--- AIM OF THE TASK ---
Count every line in the entries that follow where the word "fixed" appears, then state only the total.

'''

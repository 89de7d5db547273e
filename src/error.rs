//! Error type unifying chunk-source I/O failures with accessor-level failures.

use std::io;

/// Errors produced while reading or accessing a CSV stream.
#[derive(thiserror::Error, Debug)]
pub enum CsvError {
    /// The underlying chunk source failed to produce more bytes.
    #[error("csv io error: {0}")]
    Io(#[from] io::Error),

    /// A byte sequence failed UTF-8 decoding. The parser itself never
    /// returns this variant - a malformed sequence is recovered from
    /// locally via `U+FFFD` substitution and observed only through
    /// [`crate::Reader::had_utf8_errors`]/[`crate::Reader::utf8_error_count`].
    /// Reserved for callers building their own [`crate::ChunkSource`] who
    /// need to surface a decoding problem through the same error type rather
    /// than inventing a second one.
    #[error("invalid utf-8 sequence at byte offset {offset}")]
    Utf8Error {
        /// The byte offset within the field or chunk where decoding failed.
        offset: usize,
    },

    /// Name-based field access used a header name that doesn't exist.
    #[error("unknown column: {name:?}")]
    UnknownColumn {
        /// The name that was looked up.
        name: String,
    },

    /// Index-based field access went past the row's field count.
    #[error("field index {index} out of range (row has {field_count} fields)")]
    OutOfRange {
        /// The index that was requested.
        index: usize,
        /// The number of fields actually present in the row.
        field_count: usize,
    },

    /// A numeric or string coercion via [`crate::Field::get`] failed.
    #[error("field {raw:?} could not be coerced to the requested type")]
    TypeMismatch {
        /// The raw bytes that failed to coerce, rendered lossily for display.
        raw: String,
    },

    /// Under [`crate::VariableColumnPolicy::Strict`], a row's field count
    /// disagreed with the header's.
    #[error("row has {actual} fields, but header has {expected}")]
    MalformedRow {
        /// The header's field count.
        expected: usize,
        /// The row's actual field count.
        actual: usize,
    },

    /// The format configuration itself was invalid (see [`crate::FormatBuilder::build`]).
    #[error("invalid csv format: {0}")]
    InvalidFormat(&'static str),
}
//! Error types for PoseCast.
//!
//! The prediction math itself is total and never fails. Errors only arise
//! at the edges: decoding native codes and loading configuration.

use std::path::PathBuf;
use thiserror::Error;

use crate::convention::Axis;

/// Errors decoding raw values published by the tracking device.
#[derive(Debug, Error, PartialEq, Eq)]
pub enum PoseError {
    /// Confidence code outside 0x0 - 0x3
    #[error("Invalid confidence code: {0}")]
    InvalidConfidence(u32),

    /// Device index outside HMD / controller 1 / controller 2
    #[error("Invalid device index: {0}")]
    InvalidDeviceIndex(u8),
}

/// Errors loading or validating a [`TrackingConfig`](crate::TrackingConfig).
#[derive(Debug, Error)]
pub enum ConfigError {
    /// Prediction time is NaN, infinite or negative
    #[error("Invalid prediction time: {0}s (must be finite and non-negative)")]
    InvalidPredictionTime(f64),

    /// Position swizzle does not name each axis exactly once
    #[error("Invalid axis swizzle {0:?}: must be a permutation of x, y, z")]
    InvalidSwizzle([Axis; 3]),

    /// Reference rotation contains NaN or infinite components
    #[error("Reference rotation has non-finite components")]
    InvalidReferenceRotation,

    /// Reference rotation is not a unit quaternion
    #[error("Reference rotation has norm {0}, expected 1")]
    NonUnitReferenceRotation(f64),

    /// Config file could not be read
    #[error("Failed to read config {path:?}: {source}")]
    Io {
        path: PathBuf,
        source: std::io::Error,
    },

    /// Config contents are not valid JSON for the schema
    #[error("Config parse error: {0}")]
    Parse(#[from] serde_json::Error),
}
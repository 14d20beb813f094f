//! Coordinate-convention conversion from the tracker frame to a renderer frame.
//!
//! The tracking device publishes right-handed poses. A renderer usually
//! wants its own axis layout and handedness, so every consumer applies a
//! fixed remap before use:
//! 1. optionally mirror the rotation (negate `x` and `w`)
//! 2. left-multiply by a fixed reference rotation
//! 3. permute the position components
//!
//! The remap is a pure function of `position` and `orientation`. It does not
//! care whether the pose was predicted first.

use std::f64::consts::{FRAC_PI_2, PI};

use nalgebra::{Quaternion, UnitQuaternion, Vector3};
use serde::{Deserialize, Serialize};

use crate::error::ConfigError;
use crate::pose::Pose;

/// How far a reference rotation's norm may stray from 1.
pub const UNIT_NORM_TOLERANCE: f64 = 1e-6;

#[derive(Debug, Clone, Copy, PartialEq, Eq, Hash, Serialize, Deserialize)]
#[serde(rename_all = "lowercase")]
pub enum Axis {
    X,
    Y,
    Z,
}

impl Axis {
    fn index(self) -> usize {
        match self {
            Axis::X => 0,
            Axis::Y => 1,
            Axis::Z => 2,
        }
    }
}

/// Permutation of position components.
///
/// Entry `i` names the source axis that lands in output component `i`.
#[derive(Debug, Clone, Copy, PartialEq, Eq, Serialize, Deserialize)]
#[serde(try_from = "[Axis; 3]", into = "[Axis; 3]")]
pub struct AxisSwizzle([Axis; 3]);

impl AxisSwizzle {
    pub const IDENTITY: Self = Self([Axis::X, Axis::Y, Axis::Z]);

    /// `(x, y, z) -> (x, z, y)`
    pub const XZY: Self = Self([Axis::X, Axis::Z, Axis::Y]);

    /// Builds a swizzle, rejecting anything that is not a permutation.
    pub fn new(axes: [Axis; 3]) -> Result<Self, ConfigError> {
        let mut seen = [false; 3];
        for axis in axes {
            if std::mem::replace(&mut seen[axis.index()], true) {
                return Err(ConfigError::InvalidSwizzle(axes));
            }
        }
        Ok(Self(axes))
    }

    pub fn axes(&self) -> [Axis; 3] {
        self.0
    }

    pub fn apply(&self, v: &Vector3<f64>) -> Vector3<f64> {
        Vector3::new(v[self.0[0].index()], v[self.0[1].index()], v[self.0[2].index()])
    }
}

impl Default for AxisSwizzle {
    fn default() -> Self {
        Self::IDENTITY
    }
}

impl TryFrom<[Axis; 3]> for AxisSwizzle {
    type Error = ConfigError;

    fn try_from(axes: [Axis; 3]) -> Result<Self, Self::Error> {
        Self::new(axes)
    }
}

impl From<AxisSwizzle> for [Axis; 3] {
    fn from(swizzle: AxisSwizzle) -> Self {
        swizzle.0
    }
}

/// Position and rotation ready to hand to a scene-graph node.
#[derive(Debug, Clone, Copy, PartialEq, Serialize, Deserialize)]
pub struct RenderPose {
    pub position: Vector3<f64>,
    pub rotation: Quaternion<f64>,
}

/// A fixed tracker-to-renderer remap.
#[derive(Debug, Clone, Copy, PartialEq, Serialize, Deserialize)]
pub struct CoordinateConvention {
    /// Applied on the left after mirroring
    pub reference_rotation: Quaternion<f64>,

    /// Negate the quaternion `x` and `w` components before rotating
    #[serde(default)]
    pub mirror_rotation: bool,

    #[serde(default)]
    pub position_axes: AxisSwizzle,
}

impl CoordinateConvention {
    /// Left-handed, Y-up renderer frame.
    ///
    /// Mirrors the rotation, then applies the Euler rotation (-90°, 180°, 0°)
    /// in Z-X-Y application order, i.e. `Ry(180°) * Rx(-90°)`. Position
    /// components are swapped `(x, y, z) -> (x, z, y)`.
    pub fn left_handed_y_up() -> Self {
        let about_x = UnitQuaternion::from_axis_angle(&Vector3::x_axis(), -FRAC_PI_2);
        let about_y = UnitQuaternion::from_axis_angle(&Vector3::y_axis(), PI);

        Self {
            reference_rotation: (about_y * about_x).into_inner(),
            mirror_rotation: true,
            position_axes: AxisSwizzle::XZY,
        }
    }

    /// Leaves poses in the tracker's own frame.
    pub fn native() -> Self {
        Self {
            reference_rotation: Quaternion::identity(),
            mirror_rotation: false,
            position_axes: AxisSwizzle::IDENTITY,
        }
    }

    /// Rejects a reference rotation that is not a finite unit quaternion.
    pub fn validate(&self) -> Result<(), ConfigError> {
        let q = &self.reference_rotation;
        if !q.coords.iter().all(|c| c.is_finite()) {
            return Err(ConfigError::InvalidReferenceRotation);
        }
        let norm = q.norm();
        if (norm - 1.0).abs() > UNIT_NORM_TOLERANCE {
            return Err(ConfigError::NonUnitReferenceRotation(norm));
        }
        Ok(())
    }

    pub fn convert_rotation(&self, orientation: &Quaternion<f64>) -> Quaternion<f64> {
        let q = if self.mirror_rotation {
            Quaternion::new(-orientation.w, -orientation.i, orientation.j, orientation.k)
        } else {
            *orientation
        };
        self.reference_rotation * q
    }

    pub fn convert_position(&self, position: &Vector3<f64>) -> Vector3<f64> {
        self.position_axes.apply(position)
    }

    pub fn convert(&self, pose: &Pose) -> RenderPose {
        RenderPose {
            position: self.convert_position(&pose.position),
            rotation: self.convert_rotation(&pose.orientation),
        }
    }
}

impl Default for CoordinateConvention {
    fn default() -> Self {
        Self::left_handed_y_up()
    }
}

/// Named conventions selectable from config.
#[derive(Debug, Clone, Copy, PartialEq, Eq, Serialize, Deserialize)]
#[serde(rename_all = "snake_case")]
pub enum ConventionPreset {
    LeftHandedYUp,
    Native,
}

/// Config-facing convention: either a preset name or a full custom remap.
#[derive(Debug, Clone, Copy, PartialEq, Serialize, Deserialize)]
#[serde(untagged)]
pub enum ConventionSetting {
    Preset(ConventionPreset),
    Custom(CoordinateConvention),
}

impl ConventionSetting {
    pub fn resolve(&self) -> CoordinateConvention {
        match self {
            ConventionSetting::Preset(ConventionPreset::LeftHandedYUp) => {
                CoordinateConvention::left_handed_y_up()
            }
            ConventionSetting::Preset(ConventionPreset::Native) => CoordinateConvention::native(),
            ConventionSetting::Custom(convention) => *convention,
        }
    }
}

impl Default for ConventionSetting {
    fn default() -> Self {
        ConventionSetting::Preset(ConventionPreset::LeftHandedYUp)
    }
}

'''

--- WRITTEN ANSWER ---
3